** EXERCISE MATERIALS follows **
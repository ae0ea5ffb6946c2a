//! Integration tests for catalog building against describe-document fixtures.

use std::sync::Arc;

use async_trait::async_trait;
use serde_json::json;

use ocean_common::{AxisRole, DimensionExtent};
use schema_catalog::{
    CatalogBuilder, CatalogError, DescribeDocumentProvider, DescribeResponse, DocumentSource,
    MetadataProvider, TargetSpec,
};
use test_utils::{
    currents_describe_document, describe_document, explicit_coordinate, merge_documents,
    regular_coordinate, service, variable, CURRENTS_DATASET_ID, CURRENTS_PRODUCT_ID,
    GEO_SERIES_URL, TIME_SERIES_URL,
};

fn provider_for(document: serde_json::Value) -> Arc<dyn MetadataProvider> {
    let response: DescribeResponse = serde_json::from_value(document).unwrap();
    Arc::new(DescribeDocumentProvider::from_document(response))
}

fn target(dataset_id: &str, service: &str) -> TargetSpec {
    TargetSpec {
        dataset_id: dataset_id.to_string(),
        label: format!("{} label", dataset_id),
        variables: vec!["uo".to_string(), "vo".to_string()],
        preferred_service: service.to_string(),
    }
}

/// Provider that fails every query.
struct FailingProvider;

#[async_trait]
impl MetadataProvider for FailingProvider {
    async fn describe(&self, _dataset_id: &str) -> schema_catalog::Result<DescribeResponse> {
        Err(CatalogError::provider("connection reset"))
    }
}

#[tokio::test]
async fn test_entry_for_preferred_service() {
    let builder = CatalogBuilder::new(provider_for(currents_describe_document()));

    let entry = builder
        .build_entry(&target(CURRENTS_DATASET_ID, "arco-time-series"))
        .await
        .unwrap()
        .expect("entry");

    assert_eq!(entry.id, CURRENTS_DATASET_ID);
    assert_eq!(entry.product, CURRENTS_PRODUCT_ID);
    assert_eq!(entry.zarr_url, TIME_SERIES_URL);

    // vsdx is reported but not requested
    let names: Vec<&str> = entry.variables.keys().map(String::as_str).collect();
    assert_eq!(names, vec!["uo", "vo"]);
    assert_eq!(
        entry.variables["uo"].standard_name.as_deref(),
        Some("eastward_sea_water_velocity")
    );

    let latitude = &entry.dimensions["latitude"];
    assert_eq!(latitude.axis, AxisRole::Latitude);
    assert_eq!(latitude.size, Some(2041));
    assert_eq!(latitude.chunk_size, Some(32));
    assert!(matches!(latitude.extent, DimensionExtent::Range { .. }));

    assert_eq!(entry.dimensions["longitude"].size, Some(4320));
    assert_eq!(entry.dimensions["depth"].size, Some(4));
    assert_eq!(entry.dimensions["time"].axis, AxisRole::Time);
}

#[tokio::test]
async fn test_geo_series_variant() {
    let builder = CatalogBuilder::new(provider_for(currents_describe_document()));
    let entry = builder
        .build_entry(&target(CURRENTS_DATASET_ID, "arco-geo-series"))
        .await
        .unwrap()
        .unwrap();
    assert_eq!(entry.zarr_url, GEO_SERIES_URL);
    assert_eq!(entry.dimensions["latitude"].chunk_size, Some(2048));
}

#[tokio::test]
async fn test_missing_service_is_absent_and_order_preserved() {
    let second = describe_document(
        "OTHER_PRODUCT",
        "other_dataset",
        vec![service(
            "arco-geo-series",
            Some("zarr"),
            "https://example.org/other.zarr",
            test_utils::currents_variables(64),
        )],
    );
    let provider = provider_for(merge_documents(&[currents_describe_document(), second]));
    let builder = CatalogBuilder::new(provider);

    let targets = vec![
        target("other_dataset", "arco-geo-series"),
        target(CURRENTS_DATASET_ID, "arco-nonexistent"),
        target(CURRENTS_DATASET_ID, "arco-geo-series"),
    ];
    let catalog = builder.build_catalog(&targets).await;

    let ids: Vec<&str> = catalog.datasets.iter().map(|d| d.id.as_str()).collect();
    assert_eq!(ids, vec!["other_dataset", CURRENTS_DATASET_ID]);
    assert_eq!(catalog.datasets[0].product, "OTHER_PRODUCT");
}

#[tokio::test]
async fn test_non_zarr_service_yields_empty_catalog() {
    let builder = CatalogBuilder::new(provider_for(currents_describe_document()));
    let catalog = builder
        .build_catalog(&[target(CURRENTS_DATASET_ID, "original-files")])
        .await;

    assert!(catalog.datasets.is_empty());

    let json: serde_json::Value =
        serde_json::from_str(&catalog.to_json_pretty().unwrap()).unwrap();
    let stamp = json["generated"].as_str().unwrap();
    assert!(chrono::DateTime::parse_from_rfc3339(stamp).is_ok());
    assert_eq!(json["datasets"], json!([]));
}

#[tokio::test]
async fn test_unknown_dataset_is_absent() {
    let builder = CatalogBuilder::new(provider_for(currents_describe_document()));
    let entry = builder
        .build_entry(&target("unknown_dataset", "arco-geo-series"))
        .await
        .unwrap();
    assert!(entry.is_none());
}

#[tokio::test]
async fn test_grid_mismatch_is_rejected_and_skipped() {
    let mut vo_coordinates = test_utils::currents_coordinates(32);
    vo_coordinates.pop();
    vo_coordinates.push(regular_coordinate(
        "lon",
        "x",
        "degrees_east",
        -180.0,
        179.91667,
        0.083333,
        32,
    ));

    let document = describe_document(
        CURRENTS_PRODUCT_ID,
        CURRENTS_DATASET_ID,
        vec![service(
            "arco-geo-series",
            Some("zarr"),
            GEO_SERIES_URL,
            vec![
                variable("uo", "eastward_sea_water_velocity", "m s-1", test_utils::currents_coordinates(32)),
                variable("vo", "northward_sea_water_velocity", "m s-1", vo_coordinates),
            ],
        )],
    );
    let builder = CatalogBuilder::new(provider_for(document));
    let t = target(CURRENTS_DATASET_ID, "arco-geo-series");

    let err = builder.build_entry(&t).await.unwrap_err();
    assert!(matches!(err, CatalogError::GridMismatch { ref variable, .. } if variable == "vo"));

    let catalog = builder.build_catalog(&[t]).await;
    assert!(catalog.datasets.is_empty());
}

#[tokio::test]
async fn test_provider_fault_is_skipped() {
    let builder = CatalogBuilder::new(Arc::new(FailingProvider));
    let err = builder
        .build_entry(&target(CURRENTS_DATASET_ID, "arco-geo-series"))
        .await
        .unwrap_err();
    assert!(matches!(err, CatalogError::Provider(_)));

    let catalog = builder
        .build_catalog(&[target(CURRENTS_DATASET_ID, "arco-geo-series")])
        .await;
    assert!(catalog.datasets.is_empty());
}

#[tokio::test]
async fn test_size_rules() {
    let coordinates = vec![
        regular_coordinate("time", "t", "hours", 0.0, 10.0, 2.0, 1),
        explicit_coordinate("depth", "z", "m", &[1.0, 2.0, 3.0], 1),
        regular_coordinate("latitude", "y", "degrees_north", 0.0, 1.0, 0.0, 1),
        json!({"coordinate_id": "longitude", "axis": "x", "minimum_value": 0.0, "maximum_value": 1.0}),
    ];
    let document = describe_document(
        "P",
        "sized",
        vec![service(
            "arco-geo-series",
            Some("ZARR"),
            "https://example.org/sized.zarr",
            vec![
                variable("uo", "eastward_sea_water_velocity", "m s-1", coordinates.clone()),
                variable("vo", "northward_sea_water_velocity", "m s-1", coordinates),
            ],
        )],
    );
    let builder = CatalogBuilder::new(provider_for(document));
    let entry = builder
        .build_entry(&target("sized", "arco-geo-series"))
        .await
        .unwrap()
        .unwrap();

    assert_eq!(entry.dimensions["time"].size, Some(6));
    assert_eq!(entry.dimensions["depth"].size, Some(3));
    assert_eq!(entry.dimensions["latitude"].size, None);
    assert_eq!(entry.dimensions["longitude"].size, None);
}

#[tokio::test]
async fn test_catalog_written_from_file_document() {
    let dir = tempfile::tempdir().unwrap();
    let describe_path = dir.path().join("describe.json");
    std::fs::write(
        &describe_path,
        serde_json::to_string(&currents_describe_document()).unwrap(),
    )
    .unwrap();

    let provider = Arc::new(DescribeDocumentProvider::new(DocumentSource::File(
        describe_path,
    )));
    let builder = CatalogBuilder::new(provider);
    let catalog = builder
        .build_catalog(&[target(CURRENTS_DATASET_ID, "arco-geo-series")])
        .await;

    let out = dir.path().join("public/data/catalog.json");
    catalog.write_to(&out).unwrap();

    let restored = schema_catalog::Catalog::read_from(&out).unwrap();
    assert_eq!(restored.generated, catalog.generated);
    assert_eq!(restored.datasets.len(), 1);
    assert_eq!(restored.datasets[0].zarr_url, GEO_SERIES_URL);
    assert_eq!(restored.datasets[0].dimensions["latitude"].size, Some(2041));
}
** End of EXERCISE MATERIALS **
** EXERCISE MATERIALS follows **
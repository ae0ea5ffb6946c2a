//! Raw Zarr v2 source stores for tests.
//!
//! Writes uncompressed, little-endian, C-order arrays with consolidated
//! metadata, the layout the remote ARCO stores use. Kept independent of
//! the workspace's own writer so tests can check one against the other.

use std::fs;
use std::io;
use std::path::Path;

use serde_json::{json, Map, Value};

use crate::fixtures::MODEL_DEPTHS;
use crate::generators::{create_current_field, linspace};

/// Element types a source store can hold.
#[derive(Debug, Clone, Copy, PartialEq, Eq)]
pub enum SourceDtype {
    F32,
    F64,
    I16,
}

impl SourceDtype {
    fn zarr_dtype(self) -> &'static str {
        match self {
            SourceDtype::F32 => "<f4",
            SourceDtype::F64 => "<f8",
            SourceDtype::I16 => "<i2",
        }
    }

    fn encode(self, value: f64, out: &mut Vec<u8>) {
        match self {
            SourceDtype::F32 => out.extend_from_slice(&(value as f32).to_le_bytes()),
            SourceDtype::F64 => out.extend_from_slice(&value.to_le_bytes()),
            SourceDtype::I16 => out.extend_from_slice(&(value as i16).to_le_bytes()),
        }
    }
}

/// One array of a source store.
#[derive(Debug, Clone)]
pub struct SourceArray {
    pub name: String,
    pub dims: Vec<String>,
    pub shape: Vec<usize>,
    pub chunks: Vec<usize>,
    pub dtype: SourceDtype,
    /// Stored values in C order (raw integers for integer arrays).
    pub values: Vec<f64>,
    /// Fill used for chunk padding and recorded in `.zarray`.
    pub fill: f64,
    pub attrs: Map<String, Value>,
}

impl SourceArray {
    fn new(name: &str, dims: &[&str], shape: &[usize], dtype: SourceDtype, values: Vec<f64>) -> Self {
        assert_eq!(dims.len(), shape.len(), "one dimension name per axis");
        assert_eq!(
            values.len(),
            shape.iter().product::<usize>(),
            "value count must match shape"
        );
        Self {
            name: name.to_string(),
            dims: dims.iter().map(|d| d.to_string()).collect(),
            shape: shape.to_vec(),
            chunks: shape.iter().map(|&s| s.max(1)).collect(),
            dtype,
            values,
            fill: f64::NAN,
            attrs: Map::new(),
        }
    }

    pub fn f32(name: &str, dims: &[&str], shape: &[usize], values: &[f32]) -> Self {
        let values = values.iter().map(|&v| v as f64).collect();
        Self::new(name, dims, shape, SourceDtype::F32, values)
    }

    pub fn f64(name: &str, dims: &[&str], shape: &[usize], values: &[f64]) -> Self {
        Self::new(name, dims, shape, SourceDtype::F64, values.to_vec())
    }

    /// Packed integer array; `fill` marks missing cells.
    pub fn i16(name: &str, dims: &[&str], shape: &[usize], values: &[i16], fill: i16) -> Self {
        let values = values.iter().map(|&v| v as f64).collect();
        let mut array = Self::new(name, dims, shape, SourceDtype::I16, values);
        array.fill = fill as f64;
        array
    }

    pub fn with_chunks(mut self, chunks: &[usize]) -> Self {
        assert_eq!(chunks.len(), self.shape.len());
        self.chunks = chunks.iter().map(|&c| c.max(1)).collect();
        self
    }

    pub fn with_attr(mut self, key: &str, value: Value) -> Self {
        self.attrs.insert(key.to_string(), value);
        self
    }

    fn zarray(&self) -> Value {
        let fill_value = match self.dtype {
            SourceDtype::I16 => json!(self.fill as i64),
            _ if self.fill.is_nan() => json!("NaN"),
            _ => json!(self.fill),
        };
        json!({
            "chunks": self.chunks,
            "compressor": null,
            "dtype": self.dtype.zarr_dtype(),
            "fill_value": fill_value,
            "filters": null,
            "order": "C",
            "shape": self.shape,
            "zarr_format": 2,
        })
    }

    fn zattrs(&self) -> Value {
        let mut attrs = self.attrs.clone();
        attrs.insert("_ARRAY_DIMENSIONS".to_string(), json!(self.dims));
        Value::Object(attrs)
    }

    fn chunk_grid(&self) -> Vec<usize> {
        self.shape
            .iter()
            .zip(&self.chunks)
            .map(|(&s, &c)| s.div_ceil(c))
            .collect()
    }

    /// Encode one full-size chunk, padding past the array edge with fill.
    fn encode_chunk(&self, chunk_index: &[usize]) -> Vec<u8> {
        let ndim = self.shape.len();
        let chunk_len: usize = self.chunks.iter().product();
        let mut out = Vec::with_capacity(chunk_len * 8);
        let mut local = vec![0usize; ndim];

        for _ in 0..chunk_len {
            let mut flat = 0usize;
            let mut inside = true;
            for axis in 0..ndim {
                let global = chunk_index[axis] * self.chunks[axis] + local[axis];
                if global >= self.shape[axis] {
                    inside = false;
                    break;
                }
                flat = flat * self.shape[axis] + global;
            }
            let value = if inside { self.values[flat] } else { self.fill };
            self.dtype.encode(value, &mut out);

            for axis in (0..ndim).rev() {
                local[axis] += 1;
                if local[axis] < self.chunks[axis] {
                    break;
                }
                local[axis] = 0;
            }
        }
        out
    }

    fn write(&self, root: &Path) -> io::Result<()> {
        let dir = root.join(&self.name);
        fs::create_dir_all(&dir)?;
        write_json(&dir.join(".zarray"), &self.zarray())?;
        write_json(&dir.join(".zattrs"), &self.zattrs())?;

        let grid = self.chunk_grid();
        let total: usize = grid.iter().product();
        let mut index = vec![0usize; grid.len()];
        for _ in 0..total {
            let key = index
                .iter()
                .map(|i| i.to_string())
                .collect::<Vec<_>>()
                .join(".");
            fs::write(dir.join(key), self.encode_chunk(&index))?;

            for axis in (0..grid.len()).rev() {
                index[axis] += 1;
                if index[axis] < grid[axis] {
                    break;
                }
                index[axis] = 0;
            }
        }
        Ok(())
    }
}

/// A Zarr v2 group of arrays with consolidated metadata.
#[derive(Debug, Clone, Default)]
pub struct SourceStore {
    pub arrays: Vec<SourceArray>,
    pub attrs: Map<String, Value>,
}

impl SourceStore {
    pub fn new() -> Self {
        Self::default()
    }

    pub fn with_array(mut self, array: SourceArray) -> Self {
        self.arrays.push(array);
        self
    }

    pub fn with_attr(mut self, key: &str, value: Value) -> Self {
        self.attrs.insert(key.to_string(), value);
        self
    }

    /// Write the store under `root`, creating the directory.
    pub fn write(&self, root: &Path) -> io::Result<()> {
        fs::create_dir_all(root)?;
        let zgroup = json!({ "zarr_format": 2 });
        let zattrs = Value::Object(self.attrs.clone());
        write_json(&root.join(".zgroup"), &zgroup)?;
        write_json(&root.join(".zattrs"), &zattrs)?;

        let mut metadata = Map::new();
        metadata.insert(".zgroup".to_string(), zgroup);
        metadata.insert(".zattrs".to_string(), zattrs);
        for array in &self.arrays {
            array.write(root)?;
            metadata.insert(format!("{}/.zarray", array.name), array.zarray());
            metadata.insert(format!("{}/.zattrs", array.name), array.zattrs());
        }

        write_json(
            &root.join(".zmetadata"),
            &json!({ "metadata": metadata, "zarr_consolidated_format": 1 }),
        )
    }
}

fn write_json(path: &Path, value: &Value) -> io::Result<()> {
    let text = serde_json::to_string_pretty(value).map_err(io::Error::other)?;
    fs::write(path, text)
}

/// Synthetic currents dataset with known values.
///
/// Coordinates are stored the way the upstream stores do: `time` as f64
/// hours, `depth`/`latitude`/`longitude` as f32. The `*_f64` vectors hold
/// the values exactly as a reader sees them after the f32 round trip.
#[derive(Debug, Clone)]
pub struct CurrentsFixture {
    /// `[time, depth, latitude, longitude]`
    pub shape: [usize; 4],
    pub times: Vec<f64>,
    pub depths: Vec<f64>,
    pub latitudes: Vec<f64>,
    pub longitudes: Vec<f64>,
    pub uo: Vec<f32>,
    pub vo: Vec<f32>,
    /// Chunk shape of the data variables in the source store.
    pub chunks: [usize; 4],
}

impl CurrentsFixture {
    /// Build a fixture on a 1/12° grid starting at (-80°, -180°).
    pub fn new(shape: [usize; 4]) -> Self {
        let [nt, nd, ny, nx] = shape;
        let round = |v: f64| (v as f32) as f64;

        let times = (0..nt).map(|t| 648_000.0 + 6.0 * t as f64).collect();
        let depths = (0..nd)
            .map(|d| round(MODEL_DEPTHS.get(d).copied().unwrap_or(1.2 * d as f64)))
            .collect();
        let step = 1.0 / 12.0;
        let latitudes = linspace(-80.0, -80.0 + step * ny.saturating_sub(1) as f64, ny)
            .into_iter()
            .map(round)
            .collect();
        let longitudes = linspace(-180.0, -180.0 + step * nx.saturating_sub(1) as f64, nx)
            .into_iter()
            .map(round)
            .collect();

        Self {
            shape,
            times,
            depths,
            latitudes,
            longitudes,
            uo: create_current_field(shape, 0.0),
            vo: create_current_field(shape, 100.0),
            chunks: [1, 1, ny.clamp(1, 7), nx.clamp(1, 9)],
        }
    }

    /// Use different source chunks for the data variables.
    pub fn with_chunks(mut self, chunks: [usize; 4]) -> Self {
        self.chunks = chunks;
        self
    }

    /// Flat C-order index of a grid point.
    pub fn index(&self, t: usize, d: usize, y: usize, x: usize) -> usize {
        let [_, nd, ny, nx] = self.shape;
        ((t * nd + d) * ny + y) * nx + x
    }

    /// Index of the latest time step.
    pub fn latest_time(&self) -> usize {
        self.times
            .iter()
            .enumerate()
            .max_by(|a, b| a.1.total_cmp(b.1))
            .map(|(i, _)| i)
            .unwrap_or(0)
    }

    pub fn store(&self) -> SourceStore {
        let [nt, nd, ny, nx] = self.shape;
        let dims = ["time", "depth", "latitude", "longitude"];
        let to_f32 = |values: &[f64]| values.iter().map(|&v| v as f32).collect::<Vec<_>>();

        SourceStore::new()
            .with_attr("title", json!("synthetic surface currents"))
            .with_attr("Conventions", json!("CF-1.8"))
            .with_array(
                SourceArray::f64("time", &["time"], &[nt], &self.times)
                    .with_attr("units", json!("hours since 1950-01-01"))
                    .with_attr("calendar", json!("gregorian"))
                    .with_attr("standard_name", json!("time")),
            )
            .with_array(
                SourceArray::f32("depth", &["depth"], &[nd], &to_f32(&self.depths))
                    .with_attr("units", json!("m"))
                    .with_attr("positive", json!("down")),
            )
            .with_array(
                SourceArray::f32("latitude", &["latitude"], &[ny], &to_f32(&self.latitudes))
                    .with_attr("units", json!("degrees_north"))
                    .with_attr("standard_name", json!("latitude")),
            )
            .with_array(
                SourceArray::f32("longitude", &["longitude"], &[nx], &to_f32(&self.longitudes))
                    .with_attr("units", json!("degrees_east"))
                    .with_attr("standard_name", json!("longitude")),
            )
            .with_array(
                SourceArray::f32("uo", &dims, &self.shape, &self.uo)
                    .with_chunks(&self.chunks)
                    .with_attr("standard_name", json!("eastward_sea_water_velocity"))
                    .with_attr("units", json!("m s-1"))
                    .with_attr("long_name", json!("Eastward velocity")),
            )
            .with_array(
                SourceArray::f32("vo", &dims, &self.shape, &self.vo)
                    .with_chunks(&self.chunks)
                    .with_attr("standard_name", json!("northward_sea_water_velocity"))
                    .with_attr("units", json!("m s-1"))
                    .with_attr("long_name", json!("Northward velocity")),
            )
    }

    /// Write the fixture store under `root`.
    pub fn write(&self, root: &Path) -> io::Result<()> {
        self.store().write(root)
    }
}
** End of EXERCISE MATERIALS **
** EXERCISE MATERIALS follows **
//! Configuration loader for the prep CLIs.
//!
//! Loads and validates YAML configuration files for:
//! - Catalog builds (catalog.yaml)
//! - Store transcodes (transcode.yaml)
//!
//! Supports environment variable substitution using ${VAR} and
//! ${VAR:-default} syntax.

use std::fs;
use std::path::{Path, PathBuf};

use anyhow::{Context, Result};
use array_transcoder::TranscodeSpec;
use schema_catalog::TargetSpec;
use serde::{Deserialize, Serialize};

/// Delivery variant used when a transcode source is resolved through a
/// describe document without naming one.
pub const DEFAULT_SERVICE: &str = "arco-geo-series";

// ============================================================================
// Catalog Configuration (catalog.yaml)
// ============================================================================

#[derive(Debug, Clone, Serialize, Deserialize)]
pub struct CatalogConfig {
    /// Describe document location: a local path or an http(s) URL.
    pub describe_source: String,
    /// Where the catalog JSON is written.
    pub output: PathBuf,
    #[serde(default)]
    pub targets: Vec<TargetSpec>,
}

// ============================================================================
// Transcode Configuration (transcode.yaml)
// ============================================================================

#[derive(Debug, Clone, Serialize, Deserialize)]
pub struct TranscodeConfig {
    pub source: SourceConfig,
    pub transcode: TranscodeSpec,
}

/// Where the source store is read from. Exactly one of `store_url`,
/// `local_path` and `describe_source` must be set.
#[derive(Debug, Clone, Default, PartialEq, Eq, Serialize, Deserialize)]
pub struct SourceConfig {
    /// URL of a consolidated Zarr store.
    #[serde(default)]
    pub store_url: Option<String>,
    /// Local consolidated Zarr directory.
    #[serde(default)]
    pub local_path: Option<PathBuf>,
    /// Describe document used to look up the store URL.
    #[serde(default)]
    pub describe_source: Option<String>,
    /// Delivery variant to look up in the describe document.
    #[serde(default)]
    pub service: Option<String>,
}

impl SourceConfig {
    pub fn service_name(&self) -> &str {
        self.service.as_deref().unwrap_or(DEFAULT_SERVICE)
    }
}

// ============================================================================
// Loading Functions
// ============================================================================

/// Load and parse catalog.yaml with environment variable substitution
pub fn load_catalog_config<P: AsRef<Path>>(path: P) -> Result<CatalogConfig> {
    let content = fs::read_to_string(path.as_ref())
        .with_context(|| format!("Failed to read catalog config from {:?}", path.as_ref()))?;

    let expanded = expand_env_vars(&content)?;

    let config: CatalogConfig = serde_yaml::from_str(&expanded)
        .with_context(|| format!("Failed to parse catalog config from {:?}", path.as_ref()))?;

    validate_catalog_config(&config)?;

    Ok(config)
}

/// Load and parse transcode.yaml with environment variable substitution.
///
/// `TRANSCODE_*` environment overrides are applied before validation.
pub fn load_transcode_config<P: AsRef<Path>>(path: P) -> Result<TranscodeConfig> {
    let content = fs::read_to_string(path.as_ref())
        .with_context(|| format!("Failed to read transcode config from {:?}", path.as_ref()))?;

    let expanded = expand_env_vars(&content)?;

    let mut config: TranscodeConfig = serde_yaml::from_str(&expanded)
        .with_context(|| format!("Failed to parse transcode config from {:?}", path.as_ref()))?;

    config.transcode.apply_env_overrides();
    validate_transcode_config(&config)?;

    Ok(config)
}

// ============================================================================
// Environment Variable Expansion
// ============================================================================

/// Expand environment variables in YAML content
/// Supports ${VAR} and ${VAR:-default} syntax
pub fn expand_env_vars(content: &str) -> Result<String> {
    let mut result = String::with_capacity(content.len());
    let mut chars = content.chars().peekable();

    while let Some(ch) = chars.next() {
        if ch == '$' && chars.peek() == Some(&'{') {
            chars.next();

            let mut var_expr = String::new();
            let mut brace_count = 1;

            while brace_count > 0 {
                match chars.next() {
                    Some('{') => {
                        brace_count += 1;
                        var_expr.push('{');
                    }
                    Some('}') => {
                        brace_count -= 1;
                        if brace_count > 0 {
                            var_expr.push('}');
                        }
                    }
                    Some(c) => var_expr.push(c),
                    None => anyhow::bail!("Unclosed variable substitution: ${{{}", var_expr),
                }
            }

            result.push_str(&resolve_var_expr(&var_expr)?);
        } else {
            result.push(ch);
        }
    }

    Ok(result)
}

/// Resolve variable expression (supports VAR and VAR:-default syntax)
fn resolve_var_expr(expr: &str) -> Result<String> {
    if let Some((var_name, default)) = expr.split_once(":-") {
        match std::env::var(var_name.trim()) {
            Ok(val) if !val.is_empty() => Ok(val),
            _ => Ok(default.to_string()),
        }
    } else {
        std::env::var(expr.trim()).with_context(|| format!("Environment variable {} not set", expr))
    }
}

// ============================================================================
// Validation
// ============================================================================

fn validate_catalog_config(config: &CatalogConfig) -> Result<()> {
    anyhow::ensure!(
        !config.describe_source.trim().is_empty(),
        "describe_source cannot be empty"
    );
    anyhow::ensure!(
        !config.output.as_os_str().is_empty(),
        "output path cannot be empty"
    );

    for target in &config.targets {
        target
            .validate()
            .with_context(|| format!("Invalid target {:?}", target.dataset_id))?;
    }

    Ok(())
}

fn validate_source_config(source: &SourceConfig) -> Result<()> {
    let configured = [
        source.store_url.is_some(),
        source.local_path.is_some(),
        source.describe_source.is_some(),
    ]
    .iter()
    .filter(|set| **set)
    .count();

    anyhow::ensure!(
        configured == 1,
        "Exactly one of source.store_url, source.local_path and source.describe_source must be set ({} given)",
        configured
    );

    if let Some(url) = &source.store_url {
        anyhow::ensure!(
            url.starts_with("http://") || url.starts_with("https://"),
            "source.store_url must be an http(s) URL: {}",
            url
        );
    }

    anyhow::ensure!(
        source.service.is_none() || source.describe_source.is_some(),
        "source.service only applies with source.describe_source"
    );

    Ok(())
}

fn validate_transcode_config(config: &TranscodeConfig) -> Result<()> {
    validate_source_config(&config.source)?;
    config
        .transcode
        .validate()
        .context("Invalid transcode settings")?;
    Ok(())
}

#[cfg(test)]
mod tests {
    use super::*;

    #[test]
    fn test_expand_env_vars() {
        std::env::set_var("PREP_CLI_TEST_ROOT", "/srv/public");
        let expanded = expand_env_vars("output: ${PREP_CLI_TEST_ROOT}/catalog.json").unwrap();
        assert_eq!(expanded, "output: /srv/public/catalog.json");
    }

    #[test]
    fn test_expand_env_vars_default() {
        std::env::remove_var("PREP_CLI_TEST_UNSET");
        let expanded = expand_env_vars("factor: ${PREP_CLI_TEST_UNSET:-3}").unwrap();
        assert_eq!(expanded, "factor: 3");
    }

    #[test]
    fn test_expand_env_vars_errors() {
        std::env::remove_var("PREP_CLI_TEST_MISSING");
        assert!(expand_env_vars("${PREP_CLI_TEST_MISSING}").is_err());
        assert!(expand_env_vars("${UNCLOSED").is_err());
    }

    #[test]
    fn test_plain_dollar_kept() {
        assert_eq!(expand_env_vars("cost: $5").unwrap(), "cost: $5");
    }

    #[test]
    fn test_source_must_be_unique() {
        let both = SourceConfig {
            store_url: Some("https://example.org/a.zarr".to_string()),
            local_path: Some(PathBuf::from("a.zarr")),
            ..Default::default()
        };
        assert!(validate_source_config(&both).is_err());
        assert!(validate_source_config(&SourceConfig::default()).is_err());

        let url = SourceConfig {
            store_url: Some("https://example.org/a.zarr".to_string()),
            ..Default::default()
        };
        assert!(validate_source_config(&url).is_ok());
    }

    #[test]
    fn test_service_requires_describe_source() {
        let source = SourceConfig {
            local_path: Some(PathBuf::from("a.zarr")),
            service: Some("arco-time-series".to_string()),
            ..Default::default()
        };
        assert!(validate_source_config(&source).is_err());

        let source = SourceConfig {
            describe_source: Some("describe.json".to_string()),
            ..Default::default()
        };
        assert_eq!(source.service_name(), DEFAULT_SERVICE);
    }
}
** End of EXERCISE MATERIALS **
• TASK BRIEF
Find each line in the records that includes the word "DimensionExtent". Report the total and nothing more.

• SOLUTION TO THE PROBLEM
2